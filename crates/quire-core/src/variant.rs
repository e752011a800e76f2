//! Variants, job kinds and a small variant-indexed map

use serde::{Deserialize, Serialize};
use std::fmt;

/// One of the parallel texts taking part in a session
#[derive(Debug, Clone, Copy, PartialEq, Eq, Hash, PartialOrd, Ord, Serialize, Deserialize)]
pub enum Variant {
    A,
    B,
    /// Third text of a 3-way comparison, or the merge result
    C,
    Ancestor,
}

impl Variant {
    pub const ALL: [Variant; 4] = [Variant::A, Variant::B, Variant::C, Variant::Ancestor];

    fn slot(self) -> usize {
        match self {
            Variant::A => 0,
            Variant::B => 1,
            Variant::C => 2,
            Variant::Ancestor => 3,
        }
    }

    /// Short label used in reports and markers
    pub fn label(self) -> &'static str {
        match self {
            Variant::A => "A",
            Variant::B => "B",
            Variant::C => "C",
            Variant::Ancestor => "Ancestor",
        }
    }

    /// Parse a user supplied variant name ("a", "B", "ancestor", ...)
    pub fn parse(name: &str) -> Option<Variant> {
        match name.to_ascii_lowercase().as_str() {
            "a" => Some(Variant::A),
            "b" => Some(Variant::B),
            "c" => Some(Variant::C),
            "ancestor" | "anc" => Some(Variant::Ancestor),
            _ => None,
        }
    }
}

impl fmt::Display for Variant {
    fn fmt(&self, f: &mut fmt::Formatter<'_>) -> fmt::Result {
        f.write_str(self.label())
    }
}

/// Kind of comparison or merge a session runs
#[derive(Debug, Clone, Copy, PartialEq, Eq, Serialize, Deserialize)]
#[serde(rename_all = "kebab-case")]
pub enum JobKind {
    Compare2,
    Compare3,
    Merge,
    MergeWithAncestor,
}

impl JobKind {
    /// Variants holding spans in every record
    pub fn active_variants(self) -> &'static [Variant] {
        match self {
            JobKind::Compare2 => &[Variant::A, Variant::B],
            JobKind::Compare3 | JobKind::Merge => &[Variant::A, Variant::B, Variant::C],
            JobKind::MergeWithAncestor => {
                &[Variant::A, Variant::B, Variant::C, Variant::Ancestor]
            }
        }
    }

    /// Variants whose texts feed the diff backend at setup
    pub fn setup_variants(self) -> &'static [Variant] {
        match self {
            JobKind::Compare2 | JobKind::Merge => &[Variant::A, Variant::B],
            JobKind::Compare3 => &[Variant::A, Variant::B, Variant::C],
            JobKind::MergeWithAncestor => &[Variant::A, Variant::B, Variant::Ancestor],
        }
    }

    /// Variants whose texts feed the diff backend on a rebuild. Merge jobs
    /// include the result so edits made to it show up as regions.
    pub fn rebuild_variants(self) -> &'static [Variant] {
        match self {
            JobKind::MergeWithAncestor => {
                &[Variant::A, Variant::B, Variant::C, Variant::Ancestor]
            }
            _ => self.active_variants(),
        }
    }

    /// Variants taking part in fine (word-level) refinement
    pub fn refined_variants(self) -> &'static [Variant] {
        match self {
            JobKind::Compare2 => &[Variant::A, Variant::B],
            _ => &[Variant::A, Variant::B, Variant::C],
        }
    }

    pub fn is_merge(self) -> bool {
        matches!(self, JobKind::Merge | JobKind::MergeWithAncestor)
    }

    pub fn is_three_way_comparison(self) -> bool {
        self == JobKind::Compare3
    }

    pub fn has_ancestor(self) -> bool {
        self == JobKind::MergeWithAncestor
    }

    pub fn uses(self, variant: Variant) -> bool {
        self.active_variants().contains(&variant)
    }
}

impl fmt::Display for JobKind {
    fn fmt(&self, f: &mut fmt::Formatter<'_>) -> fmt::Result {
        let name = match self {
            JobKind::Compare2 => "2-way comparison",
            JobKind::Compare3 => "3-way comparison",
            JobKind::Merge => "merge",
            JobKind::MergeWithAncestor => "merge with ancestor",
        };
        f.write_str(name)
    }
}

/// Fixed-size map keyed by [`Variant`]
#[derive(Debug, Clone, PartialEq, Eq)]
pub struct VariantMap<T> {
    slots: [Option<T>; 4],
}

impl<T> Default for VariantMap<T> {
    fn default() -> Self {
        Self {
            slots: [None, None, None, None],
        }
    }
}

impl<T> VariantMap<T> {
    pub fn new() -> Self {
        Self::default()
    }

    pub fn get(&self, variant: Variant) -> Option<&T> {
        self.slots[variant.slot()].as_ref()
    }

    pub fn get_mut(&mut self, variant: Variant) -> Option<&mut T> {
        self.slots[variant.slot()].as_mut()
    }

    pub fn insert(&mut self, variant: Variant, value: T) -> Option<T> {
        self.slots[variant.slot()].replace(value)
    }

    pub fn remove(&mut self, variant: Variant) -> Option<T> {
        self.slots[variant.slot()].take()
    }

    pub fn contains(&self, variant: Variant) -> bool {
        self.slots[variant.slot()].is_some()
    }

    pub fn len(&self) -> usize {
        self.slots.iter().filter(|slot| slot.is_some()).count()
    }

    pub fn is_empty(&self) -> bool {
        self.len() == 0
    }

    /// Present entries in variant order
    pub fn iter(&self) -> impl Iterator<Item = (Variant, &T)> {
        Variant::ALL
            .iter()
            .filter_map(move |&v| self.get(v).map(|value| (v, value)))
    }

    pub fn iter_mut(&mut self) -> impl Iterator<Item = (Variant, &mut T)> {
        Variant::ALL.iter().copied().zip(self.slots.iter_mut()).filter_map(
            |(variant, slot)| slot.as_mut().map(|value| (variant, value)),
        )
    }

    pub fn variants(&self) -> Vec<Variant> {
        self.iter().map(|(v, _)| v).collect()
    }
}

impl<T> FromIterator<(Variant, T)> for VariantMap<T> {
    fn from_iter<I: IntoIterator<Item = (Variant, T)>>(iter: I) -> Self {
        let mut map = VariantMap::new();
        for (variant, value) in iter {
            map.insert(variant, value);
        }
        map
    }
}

EXERCISE BRIEF -
Please copy every line of the data that carries the string "serde".

OUTPUT OF THE TASK -
use serde::{Deserialize, Serialize};
#[serde(rename_all = "kebab-case")]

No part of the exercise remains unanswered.